The House Ways and Means Committee's grilling of IRS IT executives earlier this week about a $7 million contract extension to Equifax was an abject lesson in ignorance.

It’s no wonder that problems with the procurement system are so hard to fix, because most members of Congress haven’t a clue about how procurement works.

Equifax has earned the bad press it has been getting recently. But I just had to shake my head as the members of the committee went after IRS officials at a modernization.

Here’s the deal: Equifax has provided fraud prevention and e-authentication services to IRS for several years.
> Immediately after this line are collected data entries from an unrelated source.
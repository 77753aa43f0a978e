//! Client configuration: defaults, optional JSON file overlay, then environment overrides.
//!
//! Durations are written as integer milliseconds so config files stay readable:
//!
//! ```json
//! { "backend_base_url": "http://dispatch.local/api", "polling": { "interval": 500 } }
//! ```

use std::fs;
use std::path::{Path, PathBuf};
use std::time::Duration;

use ride_core::tier::TierTable;
use serde::{Deserialize, Serialize};
use thiserror::Error;

pub const ENV_BACKEND_URL: &str = "RIDE_BACKEND_URL";
pub const ENV_SOCKET_ADDR: &str = "RIDE_SOCKET_ADDR";
pub const ENV_WEBSOCKET_URL: &str = "RIDE_WEBSOCKET_URL";
pub const ENV_LOCATION_STORE: &str = "RIDE_LOCATION_STORE";

#[derive(Debug, Error)]
pub enum ConfigError {
    #[error("failed to read config file '{path}': {source}")]
    Io {
        path: PathBuf,
        #[source]
        source: std::io::Error,
    },
    #[error("invalid config file '{path}': {source}")]
    Parse {
        path: PathBuf,
        #[source]
        source: serde_json::Error,
    },
    #[error("invalid config: {0}")]
    Invalid(String),
}

#[derive(Debug, Clone, PartialEq, Serialize, Deserialize)]
#[serde(default)]
pub struct ClientConfig {
    pub backend_base_url: String,
    /// Address for the TCP line transport.
    pub socket_addr: String,
    /// Driver socket endpoint; the driver id is appended as the last path segment.
    pub websocket_url: String,
    #[serde(with = "duration_ms")]
    pub request_timeout: Duration,
    /// JSON file for the last-known-location cache; in-memory when unset.
    pub location_store: Option<PathBuf>,
    pub location: LocationPolicy,
    pub reconnect: ReconnectPolicy,
    pub polling: PollingPolicy,
    /// Replaces the standard vehicle tier table when present.
    pub tiers: Option<TierTable>,
}

impl Default for ClientConfig {
    fn default() -> Self {
        Self {
            backend_base_url: "http://localhost:8080/api".to_string(),
            socket_addr: "127.0.0.1:8080".to_string(),
            websocket_url: "ws://localhost:8080/ws/driver".to_string(),
            request_timeout: Duration::from_secs(10),
            location_store: None,
            location: LocationPolicy::default(),
            reconnect: ReconnectPolicy::default(),
            polling: PollingPolicy::default(),
            tiers: None,
        }
    }
}

impl ClientConfig {
    /// Defaults overlaid with the JSON file at `path`. Missing keys keep their defaults.
    pub fn load(path: &Path) -> Result<Self, ConfigError> {
        let contents = fs::read_to_string(path).map_err(|source| ConfigError::Io {
            path: path.to_path_buf(),
            source,
        })?;
        let config: ClientConfig =
            serde_json::from_str(&contents).map_err(|source| ConfigError::Parse {
                path: path.to_path_buf(),
                source,
            })?;
        config.validate()?;
        Ok(config)
    }

    /// Apply `RIDE_*` environment overrides from the process environment.
    pub fn apply_env(self) -> Self {
        self.with_overrides(|key| std::env::var(key).ok())
    }

    pub fn with_overrides(mut self, lookup: impl Fn(&str) -> Option<String>) -> Self {
        let non_blank = |key: &str| lookup(key).filter(|value| !value.trim().is_empty());
        if let Some(url) = non_blank(ENV_BACKEND_URL) {
            self.backend_base_url = url;
        }
        if let Some(addr) = non_blank(ENV_SOCKET_ADDR) {
            self.socket_addr = addr;
        }
        if let Some(url) = non_blank(ENV_WEBSOCKET_URL) {
            self.websocket_url = url;
        }
        if let Some(path) = non_blank(ENV_LOCATION_STORE) {
            self.location_store = Some(PathBuf::from(path));
        }
        self
    }

    pub fn tier_table(&self) -> TierTable {
        self.tiers.clone().unwrap_or_default()
    }

    pub fn validate(&self) -> Result<(), ConfigError> {
        if self.backend_base_url.trim().is_empty() {
            return Err(ConfigError::Invalid("backend_base_url must not be empty".into()));
        }
        if !(self.websocket_url.starts_with("ws://") || self.websocket_url.starts_with("wss://")) {
            return Err(ConfigError::Invalid(format!(
                "websocket_url must be a ws:// or wss:// URL, got '{}'",
                self.websocket_url
            )));
        }
        if self.location.max_attempts == 0 {
            return Err(ConfigError::Invalid("location.max_attempts must be at least 1".into()));
        }
        if !(self.location.accuracy_threshold_m.is_finite()
            && self.location.accuracy_threshold_m > 0.0)
        {
            return Err(ConfigError::Invalid(
                "location.accuracy_threshold_m must be positive".into(),
            ));
        }
        if self.polling.interval.is_zero() {
            return Err(ConfigError::Invalid("polling.interval must be non-zero".into()));
        }
        if self.polling.max_attempts == 0 {
            return Err(ConfigError::Invalid("polling.max_attempts must be at least 1".into()));
        }
        if let Some(tiers) = &self.tiers {
            if tiers.is_empty() {
                return Err(ConfigError::Invalid("tiers must not be empty when set".into()));
            }
            for tier in tiers.iter() {
                for (field, value) in [
                    ("rate_per_km", tier.rate_per_km),
                    ("eta_min_per_km", tier.eta_min_per_km),
                ] {
                    if !(value.is_finite() && value >= 0.0) {
                        return Err(ConfigError::Invalid(format!(
                            "tier '{}': {field} must be a non-negative number, got {value}",
                            tier.key
                        )));
                    }
                }
            }
        }
        Ok(())
    }
}

/// Accuracy-aware retry policy for position acquisition.
#[derive(Debug, Clone, PartialEq, Serialize, Deserialize)]
#[serde(default)]
pub struct LocationPolicy {
    pub max_attempts: u32,
    pub accuracy_threshold_m: f64,
    #[serde(with = "duration_ms")]
    pub attempt_timeout: Duration,
    /// Oldest device-cached fix the source may return; zero forces a fresh fix.
    #[serde(with = "duration_ms")]
    pub max_sample_age: Duration,
    #[serde(with = "duration_ms")]
    pub inter_attempt_delay: Duration,
    #[serde(with = "duration_ms")]
    pub cache_freshness: Duration,
}

impl Default for LocationPolicy {
    fn default() -> Self {
        Self {
            max_attempts: 5,
            accuracy_threshold_m: 50.0,
            attempt_timeout: Duration::from_secs(60),
            max_sample_age: Duration::ZERO,
            inter_attempt_delay: Duration::from_secs(8),
            cache_freshness: Duration::from_secs(30 * 60),
        }
    }
}

/// Linear backoff: attempt `n` waits `n * base_delay`.
#[derive(Debug, Clone, PartialEq, Serialize, Deserialize)]
#[serde(default)]
pub struct ReconnectPolicy {
    #[serde(with = "duration_ms")]
    pub base_delay: Duration,
    pub max_attempts: u32,
    #[serde(with = "duration_ms")]
    pub connect_timeout: Duration,
}

impl ReconnectPolicy {
    pub fn delay_for(&self, attempt: u32) -> Duration {
        self.base_delay.saturating_mul(attempt)
    }
}

impl Default for ReconnectPolicy {
    fn default() -> Self {
        Self {
            base_delay: Duration::from_millis(1000),
            max_attempts: 5,
            connect_timeout: Duration::from_secs(10),
        }
    }
}

#[derive(Debug, Clone, PartialEq, Serialize, Deserialize)]
#[serde(default)]
pub struct PollingPolicy {
    #[serde(with = "duration_ms")]
    pub interval: Duration,
    pub max_attempts: u32,
    /// Declines allowed on one booking before it is given up as DECLINED.
    pub max_reassignments: u32,
}

impl PollingPolicy {
    /// Wall-clock budget of one assignment poll cycle.
    pub fn budget(&self) -> Duration {
        self.interval.saturating_mul(self.max_attempts)
    }

    /// Poll attempts that fit into `timeout`, at least one.
    pub fn attempts_within(&self, timeout: Duration) -> u32 {
        let interval = self.interval.as_millis().max(1);
        let attempts = timeout.as_millis().div_ceil(interval);
        u32::try_from(attempts).unwrap_or(u32::MAX).max(1)
    }
}

impl Default for PollingPolicy {
    fn default() -> Self {
        Self {
            interval: Duration::from_secs(1),
            max_attempts: 30,
            max_reassignments: 5,
        }
    }
}

mod duration_ms {
    use std::time::Duration;

    use serde::{Deserialize, Deserializer, Serializer};

    pub fn serialize<S: Serializer>(value: &Duration, ser: S) -> Result<S::Ok, S::Error> {
        ser.serialize_u64(u64::try_from(value.as_millis()).unwrap_or(u64::MAX))
    }

    pub fn deserialize<'de, D: Deserializer<'de>>(de: D) -> Result<Duration, D::Error> {
        u64::deserialize(de).map(Duration::from_millis)
    }
}

#[cfg(test)]
mod tests {
    use super::*;
    use std::collections::HashMap;
    use std::io::Write;

    #[test]
    fn defaults_match_documented_policy() {
        let config = ClientConfig::default();
        assert_eq!(config.location.max_attempts, 5);
        assert_eq!(config.location.inter_attempt_delay, Duration::from_secs(8));
        assert_eq!(config.reconnect.delay_for(3), Duration::from_secs(3));
        assert_eq!(config.polling.budget(), Duration::from_secs(30));
        assert_eq!(config.polling.max_reassignments, 5);
        assert!(config.validate().is_ok());
    }

    #[test]
    fn attempts_within_rounds_up() {
        let polling = PollingPolicy::default();
        assert_eq!(polling.attempts_within(Duration::from_secs(30)), 30);
        assert_eq!(polling.attempts_within(Duration::from_millis(2_500)), 3);
        assert_eq!(polling.attempts_within(Duration::ZERO), 1);
    }

    #[test]
    fn file_overlay_keeps_unlisted_defaults() {
        let mut file = tempfile::NamedTempFile::new().expect("temp file");
        write!(
            file,
            r#"{{"backend_base_url":"http://example.test/api","polling":{{"interval":250}}}}"#
        )
        .expect("write");

        let config = ClientConfig::load(file.path()).expect("load");
        assert_eq!(config.backend_base_url, "http://example.test/api");
        assert_eq!(config.polling.interval, Duration::from_millis(250));
        assert_eq!(config.polling.max_attempts, 30);
        assert_eq!(config.reconnect, ReconnectPolicy::default());
    }

    #[test]
    fn invalid_file_is_reported() {
        let mut file = tempfile::NamedTempFile::new().expect("temp file");
        write!(file, r#"{{"polling":{{"interval":0}}}}"#).expect("write");
        assert!(matches!(
            ClientConfig::load(file.path()),
            Err(ConfigError::Invalid(_))
        ));

        let mut file = tempfile::NamedTempFile::new().expect("temp file");
        write!(file, "not json").expect("write");
        assert!(matches!(
            ClientConfig::load(file.path()),
            Err(ConfigError::Parse { .. })
        ));
    }

    #[test]
    fn tier_overrides_with_negative_or_non_finite_rates_are_rejected() {
        let mut file = tempfile::NamedTempFile::new().expect("temp file");
        write!(
            file,
            r#"{{"tiers":[{{"key":"bike","rate_per_km":-6,"eta_min_per_km":2.5,"capacity":1}}]}}"#
        )
        .expect("write");
        let error = ClientConfig::load(file.path()).expect_err("negative rate");
        assert!(error.to_string().contains("rate_per_km"), "{error}");

        let mut config = ClientConfig::default();
        let mut tiers: Vec<_> = TierTable::standard().iter().cloned().collect();
        tiers[1].eta_min_per_km = f64::NAN;
        config.tiers = Some(TierTable::new(tiers));
        assert!(matches!(config.validate(), Err(ConfigError::Invalid(_))));

        config.tiers = Some(TierTable::standard());
        assert!(config.validate().is_ok());
    }

    #[test]
    fn websocket_url_needs_a_ws_scheme() {
        let config = ClientConfig {
            websocket_url: "http://localhost:8080/ws/driver".to_string(),
            ..ClientConfig::default()
        };
        assert!(matches!(config.validate(), Err(ConfigError::Invalid(_))));
    }

    #[test]
    fn env_overrides_replace_addresses() {
        let env: HashMap<&str, &str> = HashMap::from([
            (ENV_BACKEND_URL, "http://override/api"),
            (ENV_SOCKET_ADDR, "  "),
            (ENV_WEBSOCKET_URL, "wss://dispatch.example/ws/driver"),
            (ENV_LOCATION_STORE, "/tmp/locations.json"),
        ]);
        let config = ClientConfig::default()
            .with_overrides(|key| env.get(key).map(|value| value.to_string()));
        assert_eq!(config.backend_base_url, "http://override/api");
        assert_eq!(config.socket_addr, "127.0.0.1:8080");
        assert_eq!(config.websocket_url, "wss://dispatch.example/ws/driver");
        assert_eq!(
            config.location_store,
            Some(PathBuf::from("/tmp/locations.json"))
        );
    }
}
They lost the recompete to Experian Information Services.

Equifax then filed a protest with the Government Accountability Office in July.

Protests almost always mean that there is a stay -- think injunction -- that prohibits an agency from moving forward with a contract award until the protest is resolved.

GAO will hand down its decision by Oct. 16.

Meanwhile, the IRS still needs the services that the contract provides. It can’t just give the work to Experian because of the stay.

So they have little choice but to extend Equifax’s contract until the protest is resolved. And that’s what they did. Nothing more, nothing less.

I’ll admit the timing of all of this is very bad, but there is nothing to indicate that the IRS or Equifax did anything wrong.

I do wish the justification document had been posted along with the notice that the IRS was making the award. I’m still trying to get it but why didn’t Congress complain more about that?

But what other choice did the IRS have? Equifax has not been suspended or debarred. You can have a reasonable argument over whether they should be or not. But right now they are not. They are technically in good standing to get contracts.

Congress too often acts like it’s a simple thing to fire a contractor or just change things. The government is a muscle-bound organization so flexibility isn’t a core capability. Plus there are cascading problems and unintended consequences when rash acts are taken.

The committee also harangued the IT officials because they didn’t know about the award.

Listen: the award was $7 million. That’s a lot of money for me and you and individual people, but not so much for a government agency.

The IRS IT budget tops $1 billion, so that $7 million is a fraction of a fraction of less than 1 percent.

The members of the committee who went after the IRS officials were just looking to score easy points. But the conversation did nothing to further the much-needed debate on good governance and management of government IT.

And isn’t that what we want Congress to focus on?